Getting Personal; The narratives of motivation

· Motivating Action
Authors

I’ve worked in around large corporations for the bulk of my career, so I understand the corporate call for separating personal and professional lives (though that is increasingly blurring due to work at home arrangements, 24/7 access through smart phones, social media, et al).

In my estimation, this separation is a big reason why so many employees are disenfranchised from their workplace today. I’ve had two major experiences over the last four weeks where powerful narratives have demonstrated their ability to create lasting and meaningful calls to action.

The first is working with the victims and volunteers of Hurricane Sandy. It is amazing to me how much of the recovery from this disaster is being completed by volunteers, people with no financial stake in sacrificing their time, money and creativity.

About a week ago, I spent five hours with five other volunteers helping a family clear the rubble around their Staten Island home. The entire first floor was wiped out by the storm surge. John and Roni have lived in this home for 40+ years. They raised eight children there. John commuted from that location to his job as a New York City fireman until he retired.

Here is a fine, upstanding middle class family, pulling back together the pieces of their shattered homestead, and according to John the only real support he has received has been from total strangers who have walked up to him and announced they were there to help.

I contrast that with the reaction of government officials and agencies who John told me have thrown up more obstacles than lifelines. He told me of his insurance company’s parsing words in his policy, and city, state and federal officials who are unresponsive to calls and have yet to provide a single dollar of assistance. No one has even stopped by to ask him how he is doing.

When we were done for the day and returning to the volunteer hub at St. Margaret Mary’s Church in Midland Beach, John looked each of us in the eye, shook our hand and hugged us in appreciation. His wife was equally grateful.

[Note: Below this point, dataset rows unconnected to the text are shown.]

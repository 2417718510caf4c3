//! Shared fixtures for adapter-backed rendering tests.

#![allow(dead_code)]

use formsmith_adapters::{InMemoryRouter, MemoryErrorBag, StaticCsrfToken};
use formsmith_core::{
    application::FormBuilder,
    domain::{BoundEntity, FormConfig, HttpMethod},
};
use serde::Serialize;

#[derive(Serialize, Default)]
pub struct TestEntity {
    #[serde(rename = "testName")]
    pub test_name: String,
}

pub fn entity() -> Option<BoundEntity> {
    Some(BoundEntity::of(&TestEntity::default()))
}

pub fn router() -> InMemoryRouter {
    InMemoryRouter::builder()
        .base_url("http://test.loc")
        .current_url("/")
        .route("putRouteName", "/put-url", HttpMethod::Put)
        .route("deleteRouteName", "/delete-url", HttpMethod::Delete)
        .route("getRouteName", "/get-url", HttpMethod::Get)
        .action(
            "TestController@getWithoutRouteName",
            "/get-url-without-route-name",
        )
        .action(
            "TestController@postWithoutRouteName",
            "/post-url-without-route-name",
        )
        .build()
}

pub fn builder() -> FormBuilder {
    builder_with_errors(MemoryErrorBag::new())
}

pub fn builder_with_errors(errors: MemoryErrorBag) -> FormBuilder {
    FormBuilder::new(
        FormConfig::default(),
        Box::new(router()),
        Box::new(StaticCsrfToken::new("test-token")),
        Box::new(errors),
    )
}
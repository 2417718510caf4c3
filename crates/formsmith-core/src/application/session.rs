//! Per-session stack of open forms.
//!
//! Owned by one `FormBuilder`, which is itself confined to one rendering
//! session; nothing here is shared across threads.

use tracing::{debug, warn};

use crate::application::ApplicationError;
use crate::domain::FormContext;

#[derive(Debug, Default)]
pub struct FormStateStack {
    frames: Vec<FormContext>,
}

impl FormStateStack {
    pub fn new() -> Self {
        Self::default()
    }

    /// Push a newly opened form. Opening inside another form is allowed but
    /// logged, since HTML does not permit nested forms.
    pub fn open(&mut self, context: FormContext) {
        if let Some(outer) = self.frames.last() {
            warn!(
                outer = %outer.url,
                inner = %context.url,
                depth = self.frames.len() + 1,
                "Opening a form while another is still open"
            );
        }
        self.frames.push(context);
        debug!(depth = self.frames.len(), "Form context opened");
    }

    pub fn current(&self) -> Option<&FormContext> {
        self.frames.last()
    }

    /// Pop the innermost form.
    pub fn close(&mut self) -> Result<FormContext, ApplicationError> {
        let context = self
            .frames
            .pop()
            .ok_or(ApplicationError::NoActiveFormContext {
                operation: "close_form",
            })?;
        debug!(depth = self.frames.len(), "Form context closed");
        Ok(context)
    }

    pub fn depth(&self) -> usize {
        self.frames.len()
    }

    pub fn is_empty(&self) -> bool {
        self.frames.is_empty()
    }

    /// Drop every open form.
    pub fn clear(&mut self) {
        if !self.frames.is_empty() {
            debug!(dropped = self.frames.len(), "Clearing open form contexts");
        }
        self.frames.clear();
    }
}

In the second instance, just this week I started as the running coach for Orange/Sullivan/Ulster counties for Team in Training, a fundraising arm of the Leukemia and Lymphoma Society (LLS). The launch event was a raucous joyful gathering in a hotel meeting room in Westchester.

This is my first experience with LLS, though I have met and spoke with many fundraisers at the marathons I have run. The only person I have ever known with blood cancer is the son of a family that has since moved away from the Hudson Valley (he was cured after he contracted the disease as a very small child). I wasn’t really prepared for the scene this Thursday night as each runner in the program (also covering Putnam, Rockland and Westchester counties) gave testimony to why they were there. Some of them were blood cancer survivors. Most told stories of loved ones, parents, friends, either battling or taken by blood cancer.

Guess what. There was barely a dry eye in the house when everyone was done. The energy of these people to go out and ask for donations (some athletes in the room have more than 10 fundraisers under their belt) for LLS was phenomenal. The coaches and mentors who support these people have the kind of vigor and motivation that if replicated could easily lift this nation out of its recession. Any CEO of any company I have ever worked for would be fast tracking these people to leadership positions simply in the hopes they could inspire the rest of their colleagues.

How stark the gap between the energy in that room and in most corporate workplaces. In most companies, we suppress personality and demand conformity to some vague corporate culture that most people cannot even describe. And then we accept the mediocrity that results.

As an employee communicator for 15+ years, I have found that the vehicles receiving the highest engagement from employees, the best unsolicited recall, have been those that allowed our employees to speak to what drives them to succeed. Almost always these profiles and stories, town hall testimony and blogs, have a highly personal element to them that draws colleagues in. Leaders and individual contributors alike vouch for the success of powerful narratives, and ask for more.

Could I correlate an incremental sale due to this work? Are we able to make the business more efficient, more effective? Impossible to pinpoint of course. Ah, the perpetual burden of being a professional communicator.

But what I can say with certainty is that these teams have tremendous measurable engagement. They consistently drive higher sales and find profits in even the worst economic times. They rebound quickly from poor executive decisions and benefit givebacks. They persevere.

Corporate communicators need to build platforms for experiences and messages like the ones I’ve felt in Staten Island, Coney Island, and now with Team in Training. We humans are motivated by very deep and personal experiences that when diluted by corporate speak devolve into meaningless and forgettable drivel.

We want brand ambassadors, but we want them to be based on some aloof marketing-created campaign. We want to deliver world class customer service, but we ask employees to base their commitment on impersonal policies and procedures.

What we need to do is roll up our sleeves, clean up a neighbor’s home, look a temporarily homeless person in the eye, comfort someone who has lost a loved one to cancer, and remember what really drives us to live and work.